**Exercise goal**:
Copy each line of the material beneath that holds the word "floats".

**Supplied data**:
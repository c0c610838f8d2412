use candle_core::Module; // <-- brings `forward()` into scope
use candle_core::{DType, Device, Result as CandleResult, Tensor, Var};
use candle_nn::{Linear, VarBuilder, VarMap};
use indexmap::IndexMap;
use tracing::debug;

use super::model::{ClassifierModel, ModelType, ModelWeights, TensorData};
use super::{ClassificationError, Classifier, ClassifierInput, TensorDescriptor, argmax};
use crate::constants::MODEL_FORMAT_VERSION;
use crate::mfcc::{FeatureNormalizer, NormalizationError};

/* ------------------------------------------------------------------------- */
/*  Error handling                                                           */
/* ------------------------------------------------------------------------- */

#[derive(Debug, thiserror::Error)]
pub enum ModelError {
    #[error("candle: {0}")]
    Candle(#[from] candle_core::Error),
    #[error("model weight '{0}' missing in checkpoint")]
    MissingWeight(String),
    #[error("tensor data malformed: {0}")]
    TensorData(String),
    #[error("input descriptor: {0}")]
    Descriptor(#[from] NormalizationError),
    #[error("model has no labels")]
    NoLabels,
    #[error("unsupported model format version {found} (expected {expected})")]
    Version { found: u8, expected: u8 },
}

/* ------------------------------------------------------------------------- */
/*  Public struct                                                            */
/* ------------------------------------------------------------------------- */

/// Fully connected network evaluated with candle on the CPU.
///
/// `i8` inputs are dequantised with the descriptor's own `(scale, zero_point)`
/// before the forward pass, so a quantised contract and float weights can be
/// mixed freely.
pub struct CandleClassifier {
    net: Box<dyn ModelImpl>,
    descriptor: TensorDescriptor,
    labels: Vec<String>,
    m_type: ModelType,
    // staging buffer reused between calls
    staging: Vec<f32>,
}

impl CandleClassifier {
    /* ---------------- constructors ---------------- */

    /// Rebuild the network stored in `model`.
    pub fn new(model: &ClassifierModel) -> Result<Self, ModelError> {
        if model.version() != MODEL_FORMAT_VERSION {
            return Err(ModelError::Version {
                found: model.version(),
                expected: MODEL_FORMAT_VERSION,
            });
        }
        if model.labels.is_empty() {
            return Err(ModelError::NoLabels);
        }
        model.input.validate()?;

        let var_map = VarMap::new();
        let net = init_model(
            model.m_type,
            &var_map,
            model.input.len,
            model.labels.len(),
        )?;
        try_load_weights(&var_map, &model.weights)?;
        debug!(
            m_type = %model.m_type,
            inputs = model.input.len,
            classes = model.labels.len(),
            "classifier loaded"
        );

        Ok(Self {
            net,
            descriptor: model.input.clone(),
            labels: model.labels.clone(),
            m_type: model.m_type,
            staging: vec![0.0; model.input.len],
        })
    }

    /// A randomly initialised, untrained model; handy for wiring up a device
    /// before real weights exist.
    pub fn fresh_model(
        m_type: ModelType,
        input: TensorDescriptor,
        labels: Vec<String>,
    ) -> Result<ClassifierModel, ModelError> {
        if labels.is_empty() {
            return Err(ModelError::NoLabels);
        }
        input.validate()?;
        let var_map = VarMap::new();
        init_model(m_type, &var_map, input.len, labels.len())?;
        let weights = get_tensors_data(&var_map)?;
        Ok(ClassifierModel::new(labels, input, m_type, weights))
    }

    pub fn m_type(&self) -> ModelType {
        self.m_type
    }

    /* ---------------- inference ------------------ */

    /// Raw network outputs for one input vector.
    pub fn logits(&mut self, input: &ClassifierInput) -> Result<Vec<f32>, ModelError> {
        let desc = &self.descriptor;
        match input {
            ClassifierInput::F32(v) => {
                if v.len() != desc.len {
                    return Err(NormalizationError::LengthMismatch {
                        expected: desc.len,
                        got: v.len(),
                    }
                    .into());
                }
                self.staging.copy_from_slice(v);
            }
            ClassifierInput::I8(q) => {
                FeatureNormalizer::dequantize_into(q, &mut self.staging, desc.scale, desc.zero_point)?;
            }
        }
        let xs = Tensor::from_slice(&self.staging, (1, desc.len), &Device::Cpu)?;
        let logits = self.net.forward(&xs)?;
        Ok(logits.get(0)?.to_vec1::<f32>()?)
    }
}

/* ------------------------------------------------------------------------- */
/*  Classifier impl                                                          */
/* ------------------------------------------------------------------------- */

impl Classifier for CandleClassifier {
    fn input_descriptor(&self) -> &TensorDescriptor {
        &self.descriptor
    }

    fn classify(&mut self, input: &ClassifierInput) -> Result<usize, ClassificationError> {
        if input.len() != self.descriptor.len {
            return Err(ClassificationError::InputMismatch {
                expected: self.descriptor.len,
                got: input.len(),
            });
        }
        let logits = self
            .logits(input)
            .map_err(|e| ClassificationError::Invocation(e.to_string()))?;
        argmax(&logits)
            .ok_or_else(|| ClassificationError::Invocation("network produced no finite output".into()))
    }

    fn labels(&self) -> Option<&[String]> {
        Some(&self.labels)
    }
}

/* ------------------------------------------------------------------------- */
/*  Utilities                                                                */
/* ------------------------------------------------------------------------- */

fn get_tensors_data(vm: &VarMap) -> Result<ModelWeights, ModelError> {
    let data = vm
        .data()
        .lock()
        .map_err(|_| ModelError::TensorData("mutex".into()))?;
    let mut names: Vec<&String> = data.keys().collect();
    names.sort();
    let mut map = IndexMap::with_capacity(names.len());
    for name in names {
        map.insert(name.clone(), TensorData::try_from(&data[name])?);
    }
    Ok(ModelWeights::from(map))
}

fn try_load_weights(vm: &VarMap, ckpt: &ModelWeights) -> Result<(), ModelError> {
    for (name, var) in vm
        .data()
        .lock()
        .map_err(|_| ModelError::TensorData("mutex".into()))?
        .iter_mut()
    {
        match ckpt.get(name) {
            Some(td) => {
                let t = Tensor::try_from(td)?;
                var.set(&t)?;
            }
            None => return Err(ModelError::MissingWeight(name.clone())),
        }
    }
    Ok(())
}

/* ------------------------------------------------------------------------- */
/*  Model factory                                                            */
/* ------------------------------------------------------------------------- */

fn init_model(
    m_type: ModelType,
    var_map: &VarMap,
    inputs: usize,
    n_labels: usize,
) -> Result<Box<dyn ModelImpl>, ModelError> {
    let vs = VarBuilder::from_varmap(var_map, DType::F32, &Device::Cpu);
    let boxed: Box<dyn ModelImpl> = match m_type {
        ModelType::Tiny => Box::new(TinyModel::new(vs, inputs, n_labels)?),
        ModelType::Small => Box::new(SmallModel::new(vs, inputs, n_labels)?),
        ModelType::Medium => Box::new(MediumModel::new(vs, inputs, n_labels)?),
    };
    Ok(boxed)
}

/* ------------------------------------------------------------------------- */
/*  Linear-stack architectures                                               */
/* ------------------------------------------------------------------------- */

struct TinyModel {
    ln1: Linear,
    ln2: Linear,
}

struct SmallModel {
    ln1: Linear,
    ln2: Linear,
    ln3: Linear,
}

struct MediumModel {
    ln1: Linear,
    ln2: Linear,
    ln3: Linear,
}

/// Hidden width `inp / div`, never below 8.
const fn inter(inp: usize, div: usize) -> usize {
    let result = inp / div;
    if result < 8 { 8 } else { result }
}

macro_rules! impl_model {
    ($ty:ident, $layers:expr) => {
        impl ModelImpl for $ty {
            fn new(vs: VarBuilder, inp: usize, labels: usize) -> CandleResult<Self> {
                let (i1, i2) = $layers(inp);
                let ln1 = candle_nn::linear(inp, i1, vs.pp("ln1"))?;
                let ln2 = candle_nn::linear(i1, i2, vs.pp("ln2"))?;
                let ln3 = candle_nn::linear(i2, labels, vs.pp("ln3"))?;
                Ok(Self { ln1, ln2, ln3 })
            }

            fn forward(&self, xs: &Tensor) -> CandleResult<Tensor> {
                let xs = self.ln1.forward(xs)?.relu()?;
                let xs = self.ln2.forward(&xs)?.relu()?;
                self.ln3.forward(&xs)
            }
        }
    };
}

/* -- architectures ------------------------------------------------------ */

impl ModelImpl for TinyModel {
    fn new(vs: VarBuilder, inp: usize, labels: usize) -> CandleResult<Self> {
        let i = inter(inp, 2);
        Ok(Self {
            ln1: candle_nn::linear(inp, i, vs.pp("ln1"))?,
            ln2: candle_nn::linear(i, labels, vs.pp("ln2"))?,
        })
    }
    fn forward(&self, xs: &Tensor) -> CandleResult<Tensor> {
        let xs = self.ln1.forward(xs)?.relu()?;
        self.ln2.forward(&xs)
    }
}

impl_model!(SmallModel, |i| {
    let i1 = inter(i, 2);
    (i1, std::cmp::max(i1 / 2, 4))
});
impl_model!(MediumModel, |i| (inter(i, 1) * 2, inter(i, 1)));

/* ------------------------------------------------------------------------- */
/*  Traits & conversions                                                    */
/* ------------------------------------------------------------------------- */

trait ModelImpl: Send + Sync {
    fn new(vs: VarBuilder, inp: usize, labels: usize) -> CandleResult<Self>
    where
        Self: Sized;
    fn forward(&self, xs: &Tensor) -> CandleResult<Tensor>;
}

/* ---------------- TensorData conversions -------------------------------- */

impl TryFrom<&Var> for TensorData {
    type Error = ModelError;
    fn try_from(var: &Var) -> Result<Self, Self::Error> {
        let values = var.as_tensor().flatten_all()?.to_vec1::<f32>()?;
        Ok(TensorData {
            bytes: values.iter().flat_map(|v| v.to_le_bytes()).collect(),
            dims: var.dims().to_vec(),
            d_type: "f32".to_owned(),
        })
    }
}

impl TryFrom<&TensorData> for Tensor {
    type Error = ModelError;

    fn try_from(td: &TensorData) -> Result<Self, Self::Error> {
        if td.d_type != "f32" {
            return Err(ModelError::TensorData(format!("unsupported dtype {}", td.d_type)));
        }
        let expected = td.dims.iter().product::<usize>() * std::mem::size_of::<f32>();
        if td.bytes.len() != expected {
            return Err(ModelError::TensorData(format!(
                "{} bytes for shape {:?} (need {expected})",
                td.bytes.len(),
                td.dims
            )));
        }
        Tensor::from_raw_buffer(&td.bytes, DType::F32, &td.dims, &Device::Cpu).map_err(ModelError::from)
    }
}

#[cfg(test)]
mod tests {
    use super::*;
    use crate::classifier::{ModelLoad, ModelSave};

    fn labels(n: usize) -> Vec<String> {
        (0..n).map(|i| format!("class{i}")).collect()
    }

    #[test]
    fn fresh_model_reloads_to_identical_outputs() {
        for m_type in [ModelType::Tiny, ModelType::Small, ModelType::Medium] {
            let model = CandleClassifier::fresh_model(m_type, TensorDescriptor::float(13), labels(6)).unwrap();
            let buf = model.save_to_buffer().unwrap();
            let reloaded = ClassifierModel::load_from_buffer(&buf).unwrap();

            let mut a = CandleClassifier::new(&model).unwrap();
            let mut b = CandleClassifier::new(&reloaded).unwrap();
            let input = ClassifierInput::F32((0..13).map(|i| i as f32 * 0.1 - 0.6).collect());

            let la = a.logits(&input).unwrap();
            let lb = b.logits(&input).unwrap();
            assert_eq!(la.len(), 6);
            assert_eq!(la, lb, "{m_type}");
            assert_eq!(a.classify(&input), b.classify(&input));
            assert_eq!(b.labels(), Some(&labels(6)[..]));
        }
    }

    #[test]
    fn weights_are_sorted_by_name() {
        let model = CandleClassifier::fresh_model(ModelType::Small, TensorDescriptor::float(16), labels(3)).unwrap();
        let names: Vec<&String> = model.weights.iter().map(|(k, _)| k).collect();
        let mut sorted = names.clone();
        sorted.sort();
        assert_eq!(names, sorted);
        assert_eq!(names.len(), 6); // 3 layers × (weight, bias)
    }

    #[test]
    fn int8_input_is_dequantised_with_descriptor_params() {
        let desc = TensorDescriptor::int8(8, 0.25, 3);
        let model = CandleClassifier::fresh_model(ModelType::Tiny, desc, labels(4)).unwrap();
        let mut clf = CandleClassifier::new(&model).unwrap();

        let q: Vec<i8> = vec![3, 7, -1, 0, 11, 3, 5, -5];
        let floats: Vec<f32> = q.iter().map(|&v| (v as i32 - 3) as f32 * 0.25).collect();

        let from_q = clf.logits(&ClassifierInput::I8(q)).unwrap();
        let from_f = clf.logits(&ClassifierInput::F32(floats)).unwrap();
        for (a, b) in from_q.iter().zip(&from_f) {
            assert!((a - b).abs() < 1e-6);
        }
    }

    #[test]
    fn missing_weight_is_reported() {
        let mut model = CandleClassifier::fresh_model(ModelType::Tiny, TensorDescriptor::float(13), labels(2)).unwrap();
        model.weights.0.shift_remove("ln2.bias");
        assert!(matches!(
            CandleClassifier::new(&model),
            Err(ModelError::MissingWeight(name)) if name == "ln2.bias"
        ));
    }

    #[test]
    fn truncated_tensor_is_rejected() {
        let mut model = CandleClassifier::fresh_model(ModelType::Tiny, TensorDescriptor::float(13), labels(2)).unwrap();
        if let Some(td) = model.weights.0.get_mut("ln1.weight") {
            td.bytes.truncate(8);
        }
        assert!(matches!(CandleClassifier::new(&model), Err(ModelError::TensorData(_))));
    }

    #[test]
    fn wrong_input_length_is_a_classification_error() {
        let model = CandleClassifier::fresh_model(ModelType::Tiny, TensorDescriptor::float(13), labels(2)).unwrap();
        let mut clf = CandleClassifier::new(&model).unwrap();
        assert_eq!(
            clf.classify(&ClassifierInput::F32(vec![0.0; 12])),
            Err(ClassificationError::InputMismatch { expected: 13, got: 12 })
        );
    }
}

**Task answer**:
        let floats: Vec<f32> = q.iter().map(|&v| (v as i32 - 3) as f32 * 0.25).collect();
        let from_f = clf.logits(&ClassifierInput::F32(floats)).unwrap();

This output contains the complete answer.